Although not quite "buy it for life," increasingly, I think desktop and, to a lesser extent, laptop computers are becoming "buy it for a very long time" items. Most of our desktop machines at work are about 10 years old and all run Windows XP. They were midrange models when they were new, and I think someone upgraded the memory. They're not incredibly fast, but aren't excruciatingly slow, either. Office 2003 still works fine. Internet Explorer 8 is outdated/insecure and we use Firefox instead, which is still updated on XP, as is Chrome. These are all midsize towers--one advantage of the tower form factor is that they usually use a standard power supply and other parts instead of the proprietary ones in the small form factor machines, hence, they are easier to repair.
With laptops, you have the whole battery issue to contend with, but those are much improved in the past few years.

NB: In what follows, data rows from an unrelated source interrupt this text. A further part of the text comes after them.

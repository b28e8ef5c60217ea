//! `Roll` event ABI shared by the dice and coin-flip contracts.

use alloy_primitives::{B256, keccak256};
use alloy_sol_types::{SolEvent, sol};

sol! {
    /// Emitted once per settled bet. No parameter is indexed, so the only
    /// topic is the signature hash.
    #[derive(Debug, PartialEq, Eq)]
    event Roll(address player, uint256 amount, uint256 choice, uint256 outcome, bool won);
}

/// Canonical event signature.
pub const ROLL_SIGNATURE: &str = "Roll(address,uint256,uint256,uint256,bool)";

/// topic0 used to filter explorer queries and log subscriptions.
pub const ROLL_TOPIC: B256 = Roll::SIGNATURE_HASH;

/// Recompute the topic hash from [`ROLL_SIGNATURE`] and compare it with the
/// compile-time value. Call at startup to catch a signature mismatch.
pub fn verify_topic_hash() -> bool {
    keccak256(ROLL_SIGNATURE.as_bytes()) == ROLL_TOPIC
}
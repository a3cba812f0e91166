//! Test harness for upcall-stub tests
//!
//! Provides a small interpreter for stub instructions, a symbolic move
//! simulator for argument shuffles, and fixtures for the AArch64 presets.
//!
//! # Example
//!
//! ```rust
//! use upcall_stub::test_harness::*;
//! use upcall_stub::{StubOptions, generate_upcall_stub};
//!
//! let request = aarch64_request("(JJ)J").unwrap();
//! let blob = generate_upcall_stub(&request, &StubOptions::default()).unwrap();
//!
//! let mut machine = machine_for(&request);
//! machine.on_call(TARGET_ENTRY, "target", |cpu| {
//!     // runtime convention: receiver in r1, arguments in r2, r3
//!     let sum = cpu.gp(2) + cpu.gp(3);
//!     cpu.set_gp(0, sum);
//!     CallOutcome::Return
//! });
//! machine.state_mut().set_gp(0, 40);
//! machine.state_mut().set_gp(1, 2);
//!
//! assert_eq!(machine.run(&blob), Exit::Returned);
//! assert_eq!(machine.state().gp(0), 42);
//! ```

#![allow(
    clippy::must_use_candidate,
    clippy::missing_panics_doc,
    clippy::cast_possible_truncation
)]

use std::collections::{HashMap, HashSet};
use std::sync::Arc;

use crate::abi::{
    ConventionDescriptor, FRAME_DATA_THREAD, Location, RegKind, Register, RegisterSet,
    Signature, WEAK_HANDLE_TAG,
};
use crate::masm::{Instruction, Opcode};
use crate::upcall::{
    ArgumentShuffle, CalleeTarget, ExternalEntry, Move, ReceiverHandle, StubBlob, StubRequest,
    TargetMethod, UpcallHooks,
};
use crate::Result;

// ── Fixture addresses ──

pub const ON_ENTRY: u64 = 0x1_0000;
pub const ON_EXIT: u64 = 0x2_0000;
pub const UNCAUGHT_EXCEPTION: u64 = 0x3_0000;
pub const TARGET_ENTRY: u64 = 0x5_0000;
pub const ALT_TARGET_ENTRY: u64 = 0x5_8000;
pub const THREAD: u64 = 0x6_0000;
pub const RECEIVER_SLOT: u64 = 0x7_0000;
pub const RECEIVER_OBJECT: u64 = 0xCAFE_0000;
pub const METHOD_METADATA: u64 = 0x9_0000;

/// Initial stack pointer: the caller's SP at the call into the stub.
pub const STACK_TOP: u64 = 0x7FFF_0000;
pub const CALLER_FP: u64 = 0xF00D_F00D;
pub const CALLER_LR: u64 = 0x1A1A_1A1A;

/// Value external calls write into registers they are allowed to clobber.
pub const CLOBBER: u64 = 0xDEAD_DEAD_DEAD_DEAD;

// ── Machine ──

/// What an external entry does when the stub calls it.
#[derive(Debug, Clone, Copy, PartialEq, Eq)]
pub enum CallOutcome {
    Return,
    /// Raise; the value is the exception reference.
    Throw(u64),
    /// Never return control to the stub.
    Terminate,
}

#[derive(Debug, Clone, PartialEq, Eq)]
pub enum Exit {
    /// Reached `Ret` with the caller's frame restored.
    Returned,
    /// Hit a `Trap` at this byte offset.
    Trapped { offset: usize },
    /// An external entry terminated execution.
    Terminated { by: String },
    Fault(String),
}

/// Registers and sparse byte memory.
#[derive(Debug, Default)]
pub struct CpuState {
    gp: [u64; 32],
    fp: [u128; 32],
    memory: HashMap<u64, u8>,
    cells: HashMap<u64, Arc<CalleeTarget>>,
}

impl CpuState {
    pub fn gp(&self, index: u8) -> u64 {
        self.gp[usize::from(index)]
    }

    pub fn set_gp(&mut self, index: u8, value: u64) {
        self.gp[usize::from(index)] = value;
    }

    pub fn vec(&self, index: u8) -> u128 {
        self.fp[usize::from(index)]
    }

    pub fn set_vec(&mut self, index: u8, value: u128) {
        self.fp[usize::from(index)] = value;
    }

    /// Register value; vector registers are returned whole.
    pub fn reg(&self, reg: Register) -> u128 {
        match reg.kind() {
            RegKind::Gp => u128::from(self.gp(reg.index())),
            RegKind::Fp => self.vec(reg.index()),
        }
    }

    pub fn set_reg(&mut self, reg: Register, value: u128) {
        match reg.kind() {
            RegKind::Gp => self.set_gp(reg.index(), value as u64),
            RegKind::Fp => self.set_vec(reg.index(), value),
        }
    }

    pub fn read_u64(&self, addr: u64) -> u64 {
        let mut bytes = [0u8; 8];
        for (i, byte) in bytes.iter_mut().enumerate() {
            *byte = self.memory.get(&(addr + i as u64)).copied().unwrap_or(0);
        }
        u64::from_le_bytes(bytes)
    }

    pub fn write_u64(&mut self, addr: u64, value: u64) {
        for (i, byte) in value.to_le_bytes().into_iter().enumerate() {
            self.memory.insert(addr + i as u64, byte);
        }
    }

    pub fn read_u128(&self, addr: u64) -> u128 {
        u128::from(self.read_u64(addr)) | (u128::from(self.read_u64(addr + 8)) << 64)
    }

    pub fn write_u128(&mut self, addr: u64, value: u128) {
        self.write_u64(addr, value as u64);
        self.write_u64(addr + 8, (value >> 64) as u64);
    }

    /// Overwrite every volatile register of `desc` except `keep`.
    pub fn clobber_volatile(&mut self, desc: &ConventionDescriptor, keep: &[Register]) {
        for reg in desc.volatile_registers() {
            if !keep.contains(&reg) {
                self.set_reg(reg, (u128::from(CLOBBER) << 64) | u128::from(CLOBBER));
            }
        }
    }

    fn address(&self, base: u8, offset: i32) -> u64 {
        self.gp(base).wrapping_add_signed(i64::from(offset))
    }
}

type ExternalFn = Box<dyn FnMut(&mut CpuState) -> CallOutcome>;
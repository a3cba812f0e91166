//! Register model, calling-convention descriptors and the fixed layout
//! constants shared by the frame planner, the emitter and the tests.
//!
//! Everything that names a concrete register or a byte offset inside a
//! runtime structure lives here so the generator and the simulator agree.

mod convention;
mod descriptor;
mod register;

pub use convention::{ArgSlot, BasicType, CallingConvention, Signature};
pub use descriptor::{ConventionDescriptor, DescriptorBuilder};
pub use register::{Location, PlatformRegisters, RegKind, Register, RegisterSet, StackArea, TargetArch};

// ── Stack slots ──

/// Size of one stack slot as counted by `ArgumentShuffle::out_arg_stack_slots`.
pub const STACK_SLOT_SIZE: usize = 4;

/// Bytes occupied by one stack-passed argument (two stack slots).
pub const STACK_ARG_SIZE: usize = 8;

/// Machine word size.
pub const WORD_SIZE: usize = 8;

/// Bytes pushed by `Enter`: saved frame pointer and link register.
/// Incoming stack arguments start this far above the frame pointer.
pub const ENTER_FRAME_SIZE: usize = 16;

// ── Register widths ──

/// Spill width of a general-purpose register.
pub const GP_SPILL_WIDTH: usize = 8;

/// Spill width of a floating/vector register (full 128-bit value).
pub const VECTOR_SPILL_WIDTH: usize = 16;

/// Bytes stored per callee-saved register. For vector registers only the
/// lower 64 bits are preserved.
pub const CALLEE_SAVE_WIDTH: usize = 8;

/// Return buffer slot width for a general return register.
pub const RET_BUF_GP_SLOT: usize = 8;

/// Return buffer slot width for a floating return register.
/// Must match the vector register size the runtime uses when it writes the buffer.
pub const RET_BUF_VECTOR_SLOT: usize = 16;

// ── Frame regions ──

/// Deopt spill slot: room for one reference across a deoptimization.
pub const DEOPT_SPILL_SIZE: usize = WORD_SIZE;

/// Frame metadata record handed to `on_entry`/`on_exit`.
///
/// Layout:
/// - 0: frame anchor sp
/// - 8: frame anchor fp
/// - 16: frame anchor pc
/// - 24: thread context
/// - 32: old handle block
/// - 40: new handle block
/// - 48: should-detach flag (one word)
///
/// Total: 7 * 8 = 56 bytes.
pub const FRAME_DATA_SIZE: usize = 56;

pub const FRAME_DATA_ANCHOR_SP: usize = 0;
pub const FRAME_DATA_ANCHOR_FP: usize = 8;
pub const FRAME_DATA_ANCHOR_PC: usize = 16;
pub const FRAME_DATA_THREAD: usize = 24;
pub const FRAME_DATA_OLD_HANDLES: usize = 32;
pub const FRAME_DATA_NEW_HANDLES: usize = 40;
pub const FRAME_DATA_SHOULD_DETACH: usize = 48;

// ── Runtime structure offsets ──

/// Offset of the callee-target field inside the runtime's thread context.
/// The stub records the method it is about to call there so a deoptimization
/// of the callee can find it.
pub const THREAD_CALLEE_TARGET_OFFSET: i32 = 0x48;

/// Offset of the current compiled entry point inside the method metadata.
/// This is the callee-target cell the runtime rewrites on recompilation.
pub const METHOD_FROM_COMPILED_OFFSET: i32 = 0x30;

/// Low bit set on weak receiver handles.
pub const WEAK_HANDLE_TAG: u64 = 1;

The one in my 3.5 year old notebook will still hold 87% of its rated capacity after over 500 charge cycles. I think it's reasonable to expect at least a couple more years out of it.
Tablets and cell phones, on the other hand, tend to be anti-"buy it for life" purchases. I resisted upgrading my iPad mini from iOS 6 to iOS8, but newer versions of Chrome and some other apps required a newer operating system. Apple seems to offer iOS upgrades for about three years from the release date of a device, and it's a given that a device will get slower as the OS becomes more complex. Eventually, new apps will not be released for the older operating systems, websites will cease to function properly on older browsers, and the device will become obsolete. The situation is likely worse for the Kindle, as you are generally stuck with whatever version of Fire OS the device shipped with. Google used to follow the Amazon model with Android but is getting better. I think the lifecycle is much shorter for mobile devices than it is for traditional desktops/laptops.